Pour le gouvernement Britannique « Connaître le contenu de son assiette est un droit »
Depuis le 6 avril 2022 en Angleterre, les établissements de restauration de plus de 250 employés doivent indiquer la teneur calorique des plats à la carte et au menu. Cette obligation concerne les restaurants, (leurs sites web et leurs produits à emporter) – ainsi que les applications type Uber Eats et Deliveroo. Elle couvre les plats servis en salle, mais aussi les aliments emballés et les boissons non alcoolisées.
Le but de cette nouvelle loi est « pédagogique ». Le gouvernement britannique vise à réduire l’obésité en aidant les Anglais à faire des choix informés et plus sains.
Selon le National Health Service plus de 60 % des adultes au Royaume-Uni sont en surpoids ou obèses. Ils peuvent déjà depuis longtemps lire la valeur nutritionnelle des aliments sur les étiquettes des produits lorsqu’ils font leurs courses. Ceux qui souffrent de diabète, d’hypertension, de cholestérol pourront désormais aussi choisir au restaurant les options les plus adaptées à leur condition.
« cela me rassure de voir ces chiffres » nous dit Emilie M « je n’aime pas choisir à l’aveugle sans avoir une idée du nombre de calories dans mon assiette ; ne pas savoir me fait culpabiliser, car j’ai peur d’avoir trop mangé »
Maggie Throup, ministre de la Santé, estime en effet, que « manger sainement commence par la connaissance du nombre de calories contenues dans les aliments ». Elle espère aussi que cette nouvelle loi incitera les restaurateurs et leurs cuisiniers à adapter leurs recettes.
L’intention est pieuse, mais l’affichage des calories sur les menus ne fait pas l’unanimité.
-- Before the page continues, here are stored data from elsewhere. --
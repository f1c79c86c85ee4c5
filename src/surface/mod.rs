//! Surface bindings: read-only projections of the store for the header bell,
//! the admin/seller dropdown panel and the notifications page.
//!
//! Bindings hold a `watch` receiver and a [`ReadStateSync`]; they can read
//! state and forward gestures but have no way to touch the store directly.
//!
//! [`ReadStateSync`]: crate::sync::ReadStateSync

use chrono::NaiveDateTime;

use crate::models::{Notification, NotificationId};

pub mod bell;
pub mod page;
pub mod panel;

pub use bell::{BadgeStyle, BellBadge};
pub use page::NotificationPage;
pub use panel::{NotificationPanel, PANEL_LIMIT};

#[derive(Debug, Clone, Copy, PartialEq, Eq)]
pub enum EntryIcon {
    Package,
    Bell,
}

/// One row as any surface renders it.
#[derive(Debug, Clone, PartialEq, Eq)]
pub struct EntryView {
    pub id: NotificationId,
    pub title: String,
    pub message: String,
    pub when: String,
    pub unread: bool,
    pub icon: EntryIcon,
    pub path: Option<String>,
}

impl EntryView {
    pub fn new(n: &Notification, now: NaiveDateTime) -> Self {
        Self {
            id: n.id.clone(),
            title: n.title.clone(),
            message: n.message.clone(),
            when: relative_time(n.created_at, now),
            unread: !n.is_read,
            icon: if n.kind.is_order() {
                EntryIcon::Package
            } else {
                EntryIcon::Bell
            },
            path: n.path.clone(),
        }
    }
}

/// "just now", "5 min ago", "3 h ago", "2 d ago", then a short date.
pub fn relative_time(created_at: NaiveDateTime, now: NaiveDateTime) -> String {
    let elapsed = now.signed_duration_since(created_at);
    let minutes = elapsed.num_minutes();
    let hours = elapsed.num_hours();
    let days = elapsed.num_days();

    if minutes < 1 {
        "just now".to_string()
    } else if minutes < 60 {
        format!("{} min ago", minutes)
    } else if hours < 24 {
        format!("{} h ago", hours)
    } else if days < 7 {
        format!("{} d ago", days)
    } else {
        created_at.format("%b %-d, %Y").to_string()
    }
}
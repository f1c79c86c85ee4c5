//! Background job: fallback poll of the notification page and unread total.
//!
//! Ticks every `interval` (first tick immediately). Each tick's fetch runs
//! concurrently with later ticks; there is no overlap guard, a slow response
//! just lands late and the store applies it like any other refresh. A failed
//! fetch skips that tick's refresh and the interval carries on.

use std::sync::Arc;
use std::time::Duration;

use futures::stream::{FuturesUnordered, StreamExt};
use tokio::task::JoinHandle;
use tokio::time::{self, MissedTickBehavior};
use tracing::{debug, warn};

use crate::api::NotificationApi;
use crate::store::NotificationStore;

#[derive(Debug, Clone, Copy, PartialEq, Eq)]
pub struct PollConfig {
    pub interval: Duration,
    pub page_size: u32,
}

impl Default for PollConfig {
    fn default() -> Self {
        Self {
            interval: Duration::from_secs(10),
            page_size: 20,
        }
    }
}

/// Running poll loop. Dropping the handle cancels it; `stop()` also waits
/// until no fetch can land any more.
pub struct PollHandle {
    task: Option<JoinHandle<()>>,
}

impl PollHandle {
    pub async fn stop(mut self) {
        if let Some(task) = self.task.take() {
            task.abort();
            let _ = task.await;
        }
    }

    pub fn is_running(&self) -> bool {
        self.task.as_ref().is_some_and(|t| !t.is_finished())
    }
}

impl Drop for PollHandle {
    fn drop(&mut self) {
        if let Some(task) = self.task.take() {
            task.abort();
        }
    }
}

/// Spawn the poll loop. In-flight fetches live inside the loop task, so
/// cancelling it cancels them too.
pub fn spawn(api: Arc<dyn NotificationApi>, store: NotificationStore, config: PollConfig) -> PollHandle {
    let task = tokio::spawn(async move {
        let mut interval = time::interval(config.interval);
        interval.set_missed_tick_behavior(MissedTickBehavior::Delay);
        let mut inflight = FuturesUnordered::new();

        loop {
            tokio::select! {
                _ = interval.tick() => {
                    inflight.push(refresh_once(api.as_ref(), &store, config.page_size));
                }
                Some(_) = inflight.next(), if !inflight.is_empty() => {}
            }
        }
    });

    debug!(
        interval_ms = config.interval.as_millis() as u64,
        page_size = config.page_size,
        "notification poll started"
    );
    PollHandle { task: Some(task) }
}

/// On-demand refresh outside the interval, e.g. when a notifications page
/// opens.
#[derive(Clone)]
pub struct Refresher {
    api: Arc<dyn NotificationApi>,
    store: NotificationStore,
    page_size: u32,
}

impl Refresher {
    pub fn new(api: Arc<dyn NotificationApi>, store: NotificationStore, page_size: u32) -> Self {
        Self { api, store, page_size }
    }

    pub async fn refresh(&self) -> bool {
        refresh_once(self.api.as_ref(), &self.store, self.page_size).await
    }
}

/// Fetch the first page and the unread total concurrently and hand both to
/// the store as one refresh. Returns `false` when either fetch failed or the
/// store was reset (session ended) while the fetch was in flight; in both
/// cases the store is untouched.
pub async fn refresh_once(api: &dyn NotificationApi, store: &NotificationStore, page_size: u32) -> bool {
    let generation = store.generation();
    let (page, unread) = tokio::join!(api.fetch_page(0, page_size), api.unread_count());

    match (page, unread) {
        (Ok(notifications), Ok(total)) => {
            debug!(entries = notifications.len(), unread = total, "poll refresh fetched");
            store.apply_poll_refresh_for(generation, notifications, total)
        }
        (page, unread) => {
            if let Err(e) = page {
                warn!(error = %e, "notification page fetch failed");
            }
            if let Err(e) = unread {
                warn!(error = %e, "unread count fetch failed");
            }
            false
        }
    }
}
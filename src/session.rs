//! Session hub: follows the signed-in user.
//!
//! "User became active" connects the live channel and starts the poll;
//! "user became inactive" (logout) or a different user becoming active tears
//! both down before anything else happens, so no event or refresh from one
//! user can ever reach another user's store.

use std::sync::Arc;

use tokio::sync::Mutex;
use tracing::{debug, info};

use crate::api::NotificationApi;
use crate::channel::LiveChannel;
use crate::jobs::{self, PollConfig, PollHandle, Refresher};
use crate::store::NotificationStore;
use crate::surface::{BadgeStyle, BellBadge, NotificationPage, NotificationPanel};
use crate::sync::ReadStateSync;

struct ActiveSession {
    user_key: String,
    poll: PollHandle,
}

pub struct NotificationHub {
    store: NotificationStore,
    api: Arc<dyn NotificationApi>,
    channel: LiveChannel,
    poll: PollConfig,
    active: Mutex<Option<ActiveSession>>,
}

impl NotificationHub {
    pub fn new(api: Arc<dyn NotificationApi>, channel: LiveChannel, poll: PollConfig) -> Self {
        Self {
            store: NotificationStore::new(),
            api,
            channel,
            poll,
            active: Mutex::new(None),
        }
    }

    /// `user_key` became the signed-in user. Re-activating the same user is
    /// a no-op; a different user replaces the current session.
    pub async fn activate(&self, user_key: &str) {
        let mut active = self.active.lock().await;
        if let Some(current) = active.as_ref() {
            if current.user_key == user_key {
                debug!(user = %user_key, "session already active");
                return;
            }
        }
        if let Some(previous) = active.take() {
            self.teardown(previous).await;
        }

        let store = self.store.clone();
        self.channel
            .connect(user_key, move |notification| {
                store.apply_push_event(notification);
            })
            .await;
        let poll = jobs::poll::spawn(self.api.clone(), self.store.clone(), self.poll);

        info!(user = %user_key, "notification session active");
        *active = Some(ActiveSession {
            user_key: user_key.to_string(),
            poll,
        });
    }

    /// The user signed out. Safe to call when nothing is active.
    pub async fn deactivate(&self) {
        let mut active = self.active.lock().await;
        match active.take() {
            Some(session) => self.teardown(session).await,
            None => debug!("deactivate with no active session"),
        }
    }

    async fn teardown(&self, session: ActiveSession) {
        self.channel.disconnect().await;
        session.poll.stop().await;
        // Nothing of the departing user stays visible, including on-demand
        // refreshes that are still in flight.
        self.store.reset();
        info!(user = %session.user_key, "notification session ended");
    }

    pub async fn active_user(&self) -> Option<String> {
        self.active.lock().await.as_ref().map(|s| s.user_key.clone())
    }

    /// Refresh now instead of waiting for the next tick.
    pub async fn refresh(&self) -> bool {
        self.refresher().refresh().await
    }

    pub fn refresher(&self) -> Refresher {
        Refresher::new(self.api.clone(), self.store.clone(), self.poll.page_size)
    }

    pub fn read_state(&self) -> ReadStateSync {
        ReadStateSync::new(self.store.clone(), self.api.clone())
    }

    pub fn store(&self) -> &NotificationStore {
        &self.store
    }

    pub fn channel(&self) -> &LiveChannel {
        &self.channel
    }

    pub fn bell(&self, style: BadgeStyle) -> BellBadge {
        BellBadge::new(self.store.subscribe(), style)
    }

    pub fn panel(&self) -> NotificationPanel {
        NotificationPanel::new(self.read_state())
    }

    pub fn page(&self) -> NotificationPage {
        NotificationPage::new(self.read_state(), self.refresher())
    }
}
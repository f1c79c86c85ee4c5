//! Storefront REST client for the notification endpoints.
//!
//! - `GET  /notifications?page=&size=`
//! - `GET  /notifications/unread-count`
//! - `PUT  /notifications/{id}/read`
//! - `PUT  /notifications/read-all`

use std::sync::Arc;
use std::time::Duration;

use async_trait::async_trait;
use reqwest::{Client, Method, RequestBuilder, StatusCode};
use serde::de::{DeserializeOwned, IgnoredAny};

use super::{ApiEnvelope, NotificationApi, PageBody, TokenProvider};
use crate::errors::{NotifyError, Result};
use crate::models::{Notification, NotificationId};

pub struct HttpNotificationApi {
    base_url: String,
    http: Client,
    tokens: Arc<dyn TokenProvider>,
}

impl HttpNotificationApi {
    /// `base_url` is the API root, e.g. `http://localhost:8080/api`.
    pub fn new(base_url: impl Into<String>, tokens: Arc<dyn TokenProvider>) -> Result<Self> {
        let http = Client::builder()
            .connect_timeout(Duration::from_secs(5))
            .user_agent(concat!("storefront-notify/", env!("CARGO_PKG_VERSION")))
            .build()?;

        Ok(Self {
            base_url: base_url.into().trim_end_matches('/').to_string(),
            http,
            tokens,
        })
    }

    fn request(&self, method: Method, path: &str) -> RequestBuilder {
        let mut req = self
            .http
            .request(method, format!("{}{}", self.base_url, path))
            .header("Accept", "application/json");

        if let Some(token) = self.tokens.bearer_token() {
            req = req.bearer_auth(token);
        }
        req
    }

    /// Send and unwrap the `{success, message, data}` envelope.
    async fn send<T: DeserializeOwned>(&self, req: RequestBuilder) -> Result<Option<T>> {
        let resp = req.send().await?;

        let status = resp.status();
        if status == StatusCode::UNAUTHORIZED {
            tracing::warn!("notification api rejected credentials");
            return Err(NotifyError::Unauthorized);
        }
        if !status.is_success() {
            let body = resp.text().await.unwrap_or_default();
            return Err(NotifyError::Status {
                status: status.as_u16(),
                body: body.chars().take(200).collect(),
            });
        }

        let body = resp.text().await?;
        if body.trim().is_empty() {
            return Ok(None);
        }

        let envelope: ApiEnvelope<T> = serde_json::from_str(&body)?;
        if !envelope.success {
            return Err(NotifyError::Rejected(
                envelope.message.unwrap_or_else(|| "request failed".to_string()),
            ));
        }
        Ok(envelope.data)
    }
}

#[async_trait]
impl NotificationApi for HttpNotificationApi {
    async fn fetch_page(&self, page: u32, size: u32) -> Result<Vec<Notification>> {
        let req = self
            .request(Method::GET, "/notifications")
            .query(&[("page", page), ("size", size)]);

        let page: Option<PageBody> = self.send(req).await?;
        Ok(page.map(|p| p.content).unwrap_or_default())
    }

    async fn unread_count(&self) -> Result<u64> {
        let req = self.request(Method::GET, "/notifications/unread-count");
        let count: Option<i64> = self.send(req).await?;
        Ok(count.unwrap_or(0).max(0) as u64)
    }

    async fn mark_read(&self, id: &NotificationId) -> Result<()> {
        let path = format!("/notifications/{}/read", urlencoding::encode(id.as_str()));
        let _: Option<IgnoredAny> = self.send(self.request(Method::PUT, &path)).await?;
        tracing::debug!(id = %id, "marked notification read");
        Ok(())
    }

    async fn mark_all_read(&self) -> Result<()> {
        let req = self.request(Method::PUT, "/notifications/read-all");
        let _: Option<IgnoredAny> = self.send(req).await?;
        tracing::debug!("marked all notifications read");
        Ok(())
    }
}
//! REST client against a mock storefront API.

use std::sync::Arc;

use serde_json::json;
use wiremock::matchers::{header, method, path, query_param};
use wiremock::{Mock, MockServer, ResponseTemplate};

use storefront_notify::api::{HttpNotificationApi, NotificationApi, StaticToken};
use storefront_notify::models::{NotificationId, NotificationKind};
use storefront_notify::NotifyError;

fn client(server: &MockServer, token: Option<&str>) -> HttpNotificationApi {
    HttpNotificationApi::new(
        format!("{}/api", server.uri()),
        Arc::new(StaticToken::new(token.map(str::to_string))),
    )
    .unwrap()
}

#[tokio::test]
async fn test_fetch_page_sends_bearer_and_parses_content() {
    let server = MockServer::start().await;

    Mock::given(method("GET"))
        .and(path("/api/notifications"))
        .and(query_param("page", "0"))
        .and(query_param("size", "20"))
        .and(header("authorization", "Bearer jwt-123"))
        .respond_with(ResponseTemplate::new(200).set_body_json(json!({
            "success": true,
            "message": "OK",
            "data": {
                "content": [
                    {
                        "id": 42,
                        "type": "NEW_ORDER",
                        "title": "New order",
                        "message": "Order #42 was placed",
                        "createdAt": "2024-05-10T09:30:00",
                        "link": "/admin/orders/42",
                        "isRead": false
                    },
                    {
                        "id": "41",
                        "type": "PROMO_BLAST",
                        "title": "Weekend sale",
                        "message": "",
                        "createdAt": "2024-05-09T18:00:00Z",
                        "read": true
                    }
                ],
                "totalElements": 2
            }
        })))
        .expect(1)
        .mount(&server)
        .await;

    let api = client(&server, Some("jwt-123"));
    let page = api.fetch_page(0, 20).await.unwrap();

    assert_eq!(page.len(), 2);
    assert_eq!(page[0].id, NotificationId::from(42));
    assert_eq!(page[0].kind, NotificationKind::NewOrder);
    assert_eq!(page[0].path.as_deref(), Some("/admin/orders/42"));
    assert!(!page[0].is_read);
    assert_eq!(page[1].id, NotificationId::from("41"));
    assert_eq!(page[1].kind, NotificationKind::Other("PROMO_BLAST".into()));
    assert!(page[1].is_read);
}

#[tokio::test]
async fn test_unread_count() {
    let server = MockServer::start().await;

    Mock::given(method("GET"))
        .and(path("/api/notifications/unread-count"))
        .respond_with(ResponseTemplate::new(200).set_body_json(json!({
            "success": true,
            "data": 7
        })))
        .mount(&server)
        .await;

    assert_eq!(client(&server, None).unread_count().await.unwrap(), 7);
}

#[tokio::test]
async fn test_mark_endpoints_use_put() {
    let server = MockServer::start().await;

    Mock::given(method("PUT"))
        .and(path("/api/notifications/42/read"))
        .respond_with(ResponseTemplate::new(200).set_body_json(json!({"success": true, "data": null})))
        .expect(1)
        .mount(&server)
        .await;
    Mock::given(method("PUT"))
        .and(path("/api/notifications/read-all"))
        .respond_with(ResponseTemplate::new(200))
        .expect(1)
        .mount(&server)
        .await;

    let api = client(&server, Some("jwt"));
    api.mark_read(&NotificationId::from(42)).await.unwrap();
    api.mark_all_read().await.unwrap();
}

#[tokio::test]
async fn test_unauthorized_maps_to_error() {
    let server = MockServer::start().await;

    Mock::given(method("GET"))
        .and(path("/api/notifications/unread-count"))
        .respond_with(ResponseTemplate::new(401))
        .mount(&server)
        .await;

    let err = client(&server, Some("expired")).unread_count().await.unwrap_err();
    assert!(err.is_unauthorized());
}

#[tokio::test]
async fn test_server_error_and_rejection() {
    let server = MockServer::start().await;

    Mock::given(method("PUT"))
        .and(path("/api/notifications/read-all"))
        .respond_with(ResponseTemplate::new(500).set_body_string("internal error"))
        .mount(&server)
        .await;
    Mock::given(method("PUT"))
        .and(path("/api/notifications/5/read"))
        .respond_with(ResponseTemplate::new(200).set_body_json(json!({
            "success": false,
            "message": "Notification not found"
        })))
        .mount(&server)
        .await;

    let api = client(&server, Some("jwt"));

    match api.mark_all_read().await.unwrap_err() {
        NotifyError::Status { status, body } => {
            assert_eq!(status, 500);
            assert_eq!(body, "internal error");
        }
        other => panic!("unexpected error: {other:?}"),
    }
    match api.mark_read(&NotificationId::from(5)).await.unwrap_err() {
        NotifyError::Rejected(message) => assert_eq!(message, "Notification not found"),
        other => panic!("unexpected error: {other:?}"),
    }
}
Diététiciens et psychologues s’accordent à dire que le recours à la peur (de grossir) pour promouvoir une nouvelle façon de manger ne peut qu’augmenter la confusion et l’anxiété alimentaire. C’est à leurs yeux une approche culpabilisante, moralisatrice et à l’encontre d’une relation saine avec l’alimentation.
De plus, le nombre de calories n’indique pas si le plat est sain ou pas. Un aliment peut être riche en calories et pourtant bénéfique pour la santé : ainsi l’huile d’olive (hautement calorique) est un allié contre les maladies cardiovasculaires ; à l’inverse, trop de crudités (très faibles en énergie) peuvent causer une multitude de symptômes digestifs de type inflammatoire.
Dans les années 80, le diable, c'était le gras, puis le sucre, puis les aliments « transformés » ; aujourd’hui c’est la valeur calorique.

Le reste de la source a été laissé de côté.